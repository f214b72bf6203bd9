//! Error types for environment loading and session management.

use std::io;
use thiserror::Error;

/// Reasons an environment config is rejected before any system is built.
#[derive(Debug, Error)]
pub enum ConfigValidationError {
    /// Identity string was empty
    #[error("{field} must be a non-empty string")]
    EmptyField { field: &'static str },

    /// Numeric field outside its allowed range (or not finite)
    #[error("{field} = {value} is out of range (expected {expected})")]
    OutOfRange {
        field: &'static str,
        value: f64,
        expected: &'static str,
    },

    /// `behavior.mode` tag not in the known set
    #[error("unknown behavior mode '{0}'")]
    UnknownBehaviorMode(String),

    /// `spatial.distribution.type` tag not in the known set
    #[error("unknown distribution type '{0}'")]
    UnknownDistribution(String),

    /// Custom distribution names an initializer nobody registered
    #[error("no initializer registered under '{0}'")]
    UnknownInitializer(String),

    /// Distribution needs a different bounds shape
    #[error("{distribution} distribution requires {expected} bounds")]
    BoundsMismatch {
        distribution: &'static str,
        expected: &'static str,
    },

    /// Palette entry is not `#RRGGBB`
    #[error("invalid palette color '{0}' (expected #RRGGBB)")]
    InvalidColor(String),

    /// Explicit palette with no entries
    #[error("color_palette must contain at least one color when present")]
    EmptyPalette,

    /// Missing field, wrong type or malformed document
    #[error("JSON error: {0}")]
    Json(#[from] serde_json::Error),

    #[error("YAML error: {0}")]
    Yaml(#[from] serde_yaml::Error),

    #[error("I/O error: {0}")]
    Io(#[from] io::Error),
}

/// Errors raised while loading or switching environments.
#[derive(Debug, Error)]
pub enum SessionError {
    /// Id is neither a built-in preset nor a registered environment
    #[error("environment '{0}' not found")]
    UnknownEnvironment(String),

    #[error("environment config rejected: {0}")]
    Config(#[from] ConfigValidationError),

    /// The running system was built from this id's config
    #[error("environment '{0}' is active and cannot be replaced")]
    EnvironmentActive(String),
}

#[cfg(test)]
mod tests {
    use super::*;

    #[test]
    fn test_out_of_range_message() {
        let err = ConfigValidationError::OutOfRange {
            field: "spatial.particle_count",
            value: -5.0,
            expected: "> 0",
        };
        assert_eq!(
            err.to_string(),
            "spatial.particle_count = -5 is out of range (expected > 0)"
        );
    }

    #[test]
    fn test_session_error_wraps_config_error() {
        let err: SessionError = ConfigValidationError::EmptyPalette.into();
        assert!(matches!(err, SessionError::Config(_)));
        assert!(err.to_string().contains("color_palette"));
    }
}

§ **Work task**
Wherever the word "must" appears in the data, return the whole line.

§ **Output for this exercise**
    #[error("{field} must be a non-empty string")]
    #[error("color_palette must contain at least one color when present")]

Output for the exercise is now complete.